Material to process

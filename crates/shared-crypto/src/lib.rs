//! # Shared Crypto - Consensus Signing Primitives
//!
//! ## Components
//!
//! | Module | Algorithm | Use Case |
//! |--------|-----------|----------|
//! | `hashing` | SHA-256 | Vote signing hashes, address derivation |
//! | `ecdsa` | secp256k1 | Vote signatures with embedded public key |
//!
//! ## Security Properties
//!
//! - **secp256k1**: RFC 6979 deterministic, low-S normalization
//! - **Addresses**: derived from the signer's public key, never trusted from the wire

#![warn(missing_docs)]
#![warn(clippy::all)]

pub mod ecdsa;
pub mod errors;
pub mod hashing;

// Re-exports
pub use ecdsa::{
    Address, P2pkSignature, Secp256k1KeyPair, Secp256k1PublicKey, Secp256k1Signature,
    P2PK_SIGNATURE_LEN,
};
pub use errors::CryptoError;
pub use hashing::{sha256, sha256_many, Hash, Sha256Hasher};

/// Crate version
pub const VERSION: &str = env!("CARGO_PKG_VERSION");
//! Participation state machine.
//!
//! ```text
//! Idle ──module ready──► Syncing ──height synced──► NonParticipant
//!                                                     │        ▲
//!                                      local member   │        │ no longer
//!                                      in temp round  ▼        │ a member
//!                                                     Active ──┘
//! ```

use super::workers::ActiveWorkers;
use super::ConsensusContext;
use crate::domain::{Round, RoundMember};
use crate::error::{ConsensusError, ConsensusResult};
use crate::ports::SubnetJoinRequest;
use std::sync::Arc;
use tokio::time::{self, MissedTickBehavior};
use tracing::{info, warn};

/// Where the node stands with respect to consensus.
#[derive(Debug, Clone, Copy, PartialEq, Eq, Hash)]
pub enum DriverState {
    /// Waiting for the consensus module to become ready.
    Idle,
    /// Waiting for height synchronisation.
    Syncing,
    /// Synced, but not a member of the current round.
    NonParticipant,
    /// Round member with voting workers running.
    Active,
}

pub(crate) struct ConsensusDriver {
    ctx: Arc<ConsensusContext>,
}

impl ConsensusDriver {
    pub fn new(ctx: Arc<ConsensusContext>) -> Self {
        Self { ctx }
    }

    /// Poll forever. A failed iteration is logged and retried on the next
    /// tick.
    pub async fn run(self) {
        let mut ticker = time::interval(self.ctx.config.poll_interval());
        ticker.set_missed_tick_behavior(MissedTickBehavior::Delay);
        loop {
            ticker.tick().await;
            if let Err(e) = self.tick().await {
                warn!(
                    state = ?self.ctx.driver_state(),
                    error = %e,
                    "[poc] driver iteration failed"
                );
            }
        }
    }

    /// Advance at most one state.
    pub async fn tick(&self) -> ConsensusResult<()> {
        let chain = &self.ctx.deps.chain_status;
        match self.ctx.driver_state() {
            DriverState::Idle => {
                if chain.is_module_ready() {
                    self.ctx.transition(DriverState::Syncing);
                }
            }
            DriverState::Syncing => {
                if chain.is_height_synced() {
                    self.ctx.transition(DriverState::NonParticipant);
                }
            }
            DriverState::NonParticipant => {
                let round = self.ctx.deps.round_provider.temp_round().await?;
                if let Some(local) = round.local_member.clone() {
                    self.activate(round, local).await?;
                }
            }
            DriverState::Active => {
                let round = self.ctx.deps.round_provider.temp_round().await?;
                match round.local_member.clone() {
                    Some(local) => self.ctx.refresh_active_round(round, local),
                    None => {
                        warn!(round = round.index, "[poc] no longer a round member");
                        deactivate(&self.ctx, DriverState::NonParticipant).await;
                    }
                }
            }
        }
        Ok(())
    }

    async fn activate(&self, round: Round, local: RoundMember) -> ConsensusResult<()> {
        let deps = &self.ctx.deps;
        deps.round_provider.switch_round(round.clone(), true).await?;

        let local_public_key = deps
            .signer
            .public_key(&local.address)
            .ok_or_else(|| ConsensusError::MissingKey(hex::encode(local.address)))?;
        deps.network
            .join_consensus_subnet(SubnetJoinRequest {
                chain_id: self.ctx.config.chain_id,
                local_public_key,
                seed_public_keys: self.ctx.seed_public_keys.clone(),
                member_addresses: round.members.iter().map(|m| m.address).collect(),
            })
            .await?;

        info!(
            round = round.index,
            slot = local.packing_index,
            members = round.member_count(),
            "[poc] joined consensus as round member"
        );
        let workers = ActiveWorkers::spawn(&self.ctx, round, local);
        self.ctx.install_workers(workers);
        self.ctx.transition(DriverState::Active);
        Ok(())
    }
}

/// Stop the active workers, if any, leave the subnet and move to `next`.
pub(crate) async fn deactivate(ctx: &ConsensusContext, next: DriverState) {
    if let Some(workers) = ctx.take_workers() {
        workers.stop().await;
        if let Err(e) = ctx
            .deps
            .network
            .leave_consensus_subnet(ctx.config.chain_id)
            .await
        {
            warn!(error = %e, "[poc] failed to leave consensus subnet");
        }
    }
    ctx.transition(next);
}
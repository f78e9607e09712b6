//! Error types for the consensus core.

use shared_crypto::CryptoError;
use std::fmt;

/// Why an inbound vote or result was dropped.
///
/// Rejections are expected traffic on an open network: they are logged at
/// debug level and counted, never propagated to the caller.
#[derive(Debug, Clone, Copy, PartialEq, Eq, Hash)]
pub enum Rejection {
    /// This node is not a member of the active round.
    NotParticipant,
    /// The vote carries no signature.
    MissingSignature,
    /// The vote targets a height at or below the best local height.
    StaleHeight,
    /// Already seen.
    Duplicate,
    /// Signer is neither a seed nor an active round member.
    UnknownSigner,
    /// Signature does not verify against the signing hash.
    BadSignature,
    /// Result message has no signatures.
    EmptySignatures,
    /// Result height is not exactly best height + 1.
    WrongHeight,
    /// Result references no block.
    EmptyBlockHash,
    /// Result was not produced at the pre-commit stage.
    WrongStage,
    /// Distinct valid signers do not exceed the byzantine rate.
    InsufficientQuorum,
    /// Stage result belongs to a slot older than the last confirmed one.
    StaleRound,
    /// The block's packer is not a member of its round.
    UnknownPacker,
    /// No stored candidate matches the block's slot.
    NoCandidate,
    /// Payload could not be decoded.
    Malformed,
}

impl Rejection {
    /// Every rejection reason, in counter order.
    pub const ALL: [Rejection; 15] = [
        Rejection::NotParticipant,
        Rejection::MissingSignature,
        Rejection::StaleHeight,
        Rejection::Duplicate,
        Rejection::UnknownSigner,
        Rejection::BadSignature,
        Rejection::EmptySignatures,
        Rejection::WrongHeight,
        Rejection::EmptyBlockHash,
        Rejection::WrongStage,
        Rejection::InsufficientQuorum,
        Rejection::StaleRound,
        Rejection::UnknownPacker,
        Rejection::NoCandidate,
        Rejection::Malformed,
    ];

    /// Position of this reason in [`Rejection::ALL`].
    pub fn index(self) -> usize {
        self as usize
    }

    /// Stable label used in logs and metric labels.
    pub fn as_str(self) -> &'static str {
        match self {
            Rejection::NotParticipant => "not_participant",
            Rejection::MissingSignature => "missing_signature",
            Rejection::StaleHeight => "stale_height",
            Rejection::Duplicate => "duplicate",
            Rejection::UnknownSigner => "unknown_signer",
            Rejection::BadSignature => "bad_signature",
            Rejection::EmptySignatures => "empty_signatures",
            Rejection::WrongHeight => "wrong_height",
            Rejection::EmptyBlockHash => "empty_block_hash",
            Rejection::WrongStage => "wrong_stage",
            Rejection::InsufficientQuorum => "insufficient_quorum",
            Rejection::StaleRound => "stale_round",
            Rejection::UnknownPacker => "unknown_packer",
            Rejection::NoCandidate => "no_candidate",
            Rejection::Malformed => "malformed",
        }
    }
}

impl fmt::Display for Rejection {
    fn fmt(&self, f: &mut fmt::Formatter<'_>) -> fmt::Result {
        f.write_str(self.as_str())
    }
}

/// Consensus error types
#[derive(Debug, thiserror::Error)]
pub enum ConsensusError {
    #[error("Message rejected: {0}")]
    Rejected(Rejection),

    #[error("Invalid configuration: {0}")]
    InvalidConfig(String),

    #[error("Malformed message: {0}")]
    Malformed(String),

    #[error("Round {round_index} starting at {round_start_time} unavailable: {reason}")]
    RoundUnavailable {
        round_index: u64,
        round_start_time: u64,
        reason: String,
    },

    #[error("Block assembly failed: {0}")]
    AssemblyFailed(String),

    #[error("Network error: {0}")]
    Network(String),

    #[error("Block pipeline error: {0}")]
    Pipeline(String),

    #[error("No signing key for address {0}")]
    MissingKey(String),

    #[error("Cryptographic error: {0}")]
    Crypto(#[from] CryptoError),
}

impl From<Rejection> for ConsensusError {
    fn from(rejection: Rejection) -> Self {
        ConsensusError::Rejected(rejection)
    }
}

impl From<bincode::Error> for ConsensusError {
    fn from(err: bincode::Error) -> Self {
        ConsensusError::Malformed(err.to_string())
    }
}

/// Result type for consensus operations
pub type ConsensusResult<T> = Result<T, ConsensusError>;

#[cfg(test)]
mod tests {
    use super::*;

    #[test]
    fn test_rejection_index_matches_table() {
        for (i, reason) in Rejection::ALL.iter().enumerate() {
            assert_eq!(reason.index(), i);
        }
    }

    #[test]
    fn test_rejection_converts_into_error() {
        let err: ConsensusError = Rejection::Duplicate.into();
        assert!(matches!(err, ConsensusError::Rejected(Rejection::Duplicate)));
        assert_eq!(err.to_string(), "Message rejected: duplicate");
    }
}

Task directions
Among the lines above, find the ones containing "ConsensusResult" and copy them.

Task result
use crate::error::{ConsensusError, ConsensusResult};
    pub async fn tick(&self) -> ConsensusResult<()> {
    async fn activate(&self, round: Round, local: RoundMember) -> ConsensusResult<()> {
pub type ConsensusResult<T> = Result<T, ConsensusError>;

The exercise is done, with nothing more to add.